I can't just accept your anecdote as a universal truth, I'm very sorry. The simple fact remains that circumcision requires separation of skin from the body, it is a surgical procedure and carries risk, no matter how small.

The shaming language, again, really isn't necessary. Be civil. You don't know which generation I am part of, and it only diminishes receptivity to your writing.


----------



## markehmus (Jul 29, 2018)

FGFlann said:


> I can't just accept your anecdote as a universal truth, I'm very sorry. The simple fact remains that circumcision requires separation of skin from the body, it is a surgical procedure and carries risk, no matter how small.
> 
> The shaming language, again, really isn't necessary. Be civil. You don't know which generation I am part of, and it only diminishes receptivity to your writing.

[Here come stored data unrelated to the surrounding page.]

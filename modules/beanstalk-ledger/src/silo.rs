//! Silo bookkeeping: deposit and withdrawal crates per (token, season).
//!
//! Every operation validates the whole change before writing, so a returned
//! error leaves the crates untouched. Crates whose amount reaches zero are
//! deleted rather than kept as zero-valued entries.

use alloy_primitives::{Address, U256};
use beanstalk_events::Season;
use tracing::debug;

use crate::error::{Inconsistency, LedgerResult};
use crate::state::{DepositCrate, FarmerState, SeasonMap, WithdrawalCrate};

impl FarmerState {
    pub(crate) fn add_deposit(
        &mut self,
        token: Address,
        season: Season,
        amount: U256,
        bdv: U256,
    ) -> LedgerResult<()> {
        let crates = self.deposits.entry(token).or_default();
        let current = crates.get(&season).copied().unwrap_or_default();
        let next = DepositCrate {
            amount: current.amount.checked_add(amount).ok_or(Inconsistency::Overflow)?,
            bdv: current.bdv.checked_add(bdv).ok_or(Inconsistency::Overflow)?,
        };
        if next.amount.is_zero() && next.bdv.is_zero() {
            return Ok(());
        }
        crates.insert(season, next);
        Ok(())
    }

    pub(crate) fn remove_deposit(
        &mut self,
        token: Address,
        season: Season,
        amount: U256,
        bdv: U256,
    ) -> LedgerResult<()> {
        let crates = self.deposits.entry(token).or_default();
        draw_deposit(crates, token, season, amount, Some(bdv))?;
        Ok(())
    }

    /// Remove several crates of one token at once. `bdvs` may be empty, in
    /// which case each crate gives up bdv in proportion to the amount removed.
    pub(crate) fn remove_deposits(
        &mut self,
        token: Address,
        seasons: &[Season],
        amounts: &[U256],
        amount: U256,
        bdvs: &[U256],
    ) -> LedgerResult<()> {
        if seasons.len() != amounts.len() || (!bdvs.is_empty() && bdvs.len() != seasons.len()) {
            return Err(Inconsistency::BatchShape {
                seasons: seasons.len(),
                amounts: amounts.len(),
                bdvs: bdvs.len(),
            }
            .into());
        }

        let summed = amounts
            .iter()
            .try_fold(U256::ZERO, |acc, a| acc.checked_add(*a))
            .ok_or(Inconsistency::Overflow)?;
        if summed != amount {
            return Err(Inconsistency::BatchTotal {
                declared: amount,
                summed,
            }
            .into());
        }

        let crates = self.deposits.entry(token).or_default();
        let mut staged = crates.clone();
        for (i, (season, removed)) in seasons.iter().zip(amounts).enumerate() {
            draw_deposit(&mut staged, token, *season, *removed, bdvs.get(i).copied())?;
        }
        *crates = staged;
        Ok(())
    }

    pub(crate) fn add_withdrawal(
        &mut self,
        token: Address,
        season: Season,
        amount: U256,
    ) -> LedgerResult<()> {
        if amount.is_zero() {
            return Ok(());
        }
        let crates = self.withdrawals.entry(token).or_default();
        let current = crates.get(&season).copied().unwrap_or_default();
        let next = current.amount.checked_add(amount).ok_or(Inconsistency::Overflow)?;
        crates.insert(season, WithdrawalCrate { amount: next });
        Ok(())
    }

    pub(crate) fn remove_withdrawal(
        &mut self,
        token: Address,
        season: Season,
        amount: U256,
    ) -> LedgerResult<()> {
        let crates = self.withdrawals.entry(token).or_default();
        let stored = crates
            .get(&season)
            .ok_or(Inconsistency::MissingWithdrawal { token, season })?
            .amount;
        let left = stored
            .checked_sub(amount)
            .ok_or(Inconsistency::WithdrawalOverdrawn {
                token,
                season,
                requested: amount,
                stored,
            })?;

        if left.is_zero() {
            crates.remove(&season);
        } else {
            crates.insert(season, WithdrawalCrate { amount: left });
        }
        Ok(())
    }

    /// Claim `amount` across `seasons`, draining each listed crate in order.
    /// Seasons with no crate contribute nothing; any part of `amount` the
    /// listed crates cannot cover is an error.
    pub(crate) fn remove_withdrawals(
        &mut self,
        token: Address,
        seasons: &[Season],
        amount: U256,
    ) -> LedgerResult<()> {
        let crates = self.withdrawals.entry(token).or_default();
        let mut staged = crates.clone();
        let mut remaining = amount;

        for season in seasons {
            if remaining.is_zero() {
                break;
            }
            let Some(stored) = staged.get(season).map(|c| c.amount) else {
                debug!(%token, season, "Claimed season has no withdrawal crate");
                continue;
            };
            let taken = stored.min(remaining);
            remaining -= taken;
            if taken == stored {
                staged.remove(season);
            } else {
                staged.insert(*season, WithdrawalCrate { amount: stored - taken });
            }
        }

        if !remaining.is_zero() {
            return Err(Inconsistency::UnspentClaim { token, remaining }.into());
        }
        *crates = staged;
        Ok(())
    }
}

/// Take `amount` (and `bdv`, or a pro-rata share of it) out of one crate.
fn draw_deposit(
    crates: &mut SeasonMap<DepositCrate>,
    token: Address,
    season: Season,
    amount: U256,
    bdv: Option<U256>,
) -> Result<(), Inconsistency> {
    let current = *crates
        .get(&season)
        .ok_or(Inconsistency::MissingDeposit { token, season })?;

    let bdv = match bdv {
        Some(bdv) => bdv,
        None => pro_rata_bdv(&current, amount)?,
    };

    let left_amount = current
        .amount
        .checked_sub(amount)
        .ok_or(Inconsistency::DepositOverdrawn {
            token,
            season,
            field: "amount",
            requested: amount,
            stored: current.amount,
        })?;
    let left_bdv = current
        .bdv
        .checked_sub(bdv)
        .ok_or(Inconsistency::DepositOverdrawn {
            token,
            season,
            field: "bdv",
            requested: bdv,
            stored: current.bdv,
        })?;

    if left_amount.is_zero() {
        if !left_bdv.is_zero() {
            debug!(%token, season, bdv = %left_bdv, "Dropping residual bdv with emptied crate");
        }
        crates.remove(&season);
    } else {
        crates.insert(
            season,
            DepositCrate {
                amount: left_amount,
                bdv: left_bdv,
            },
        );
    }
    Ok(())
}

/// Share of a crate's bdv that leaves with `amount`, rounded down.
/// Removing the whole crate takes all of its bdv.
fn pro_rata_bdv(current: &DepositCrate, amount: U256) -> Result<U256, Inconsistency> {
    if amount >= current.amount || current.amount.is_zero() {
        return Ok(current.bdv);
    }
    let scaled = current
        .bdv
        .checked_mul(amount)
        .ok_or(Inconsistency::Overflow)?;
    Ok(scaled / current.amount)
}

less than a minute , no surgery , so uniformed yet so opinionated.

hurts more and takes longer to remove a wart.

im done , youre all out to believe the worst and havent seen shit in real life, yet your opinion is supposed to make some dramatic point


----------



## FGFlann (Jul 29, 2018)

markehmus said:


> View attachment 137589
> less than a minute , no surgery , so uniformed yet so opinionated.
> 
> hurts more and takes longer to remove a wart.
> ...



Goodbye then.Reply


----------



## Song of storms (Jul 29, 2018)

markehmus said:


> and your generation should really enjoy this part , you have much less cleaning to do throughout the rest of your life.


What's this obsession of "less cleaning" y'all have? We aren't talking about a one-room apartment, it's your body. You should always keep it clean. A small piece of skin doesn't slow you down for one hour lol


----------



## dimmidice (Jul 29, 2018)

markehmus said:


> maybe in archaic times, but now theres no cut what so ever , its *a small cap and an elastic* ... *not some knife* and skin kept like some afterbirth
> .... but you keep believing the bullshit you hear instead of watching it twice like i have , its simple, *less painful than a piercing and falls off in the diaper not in the hospital* . its not some surgery like you are led to believe.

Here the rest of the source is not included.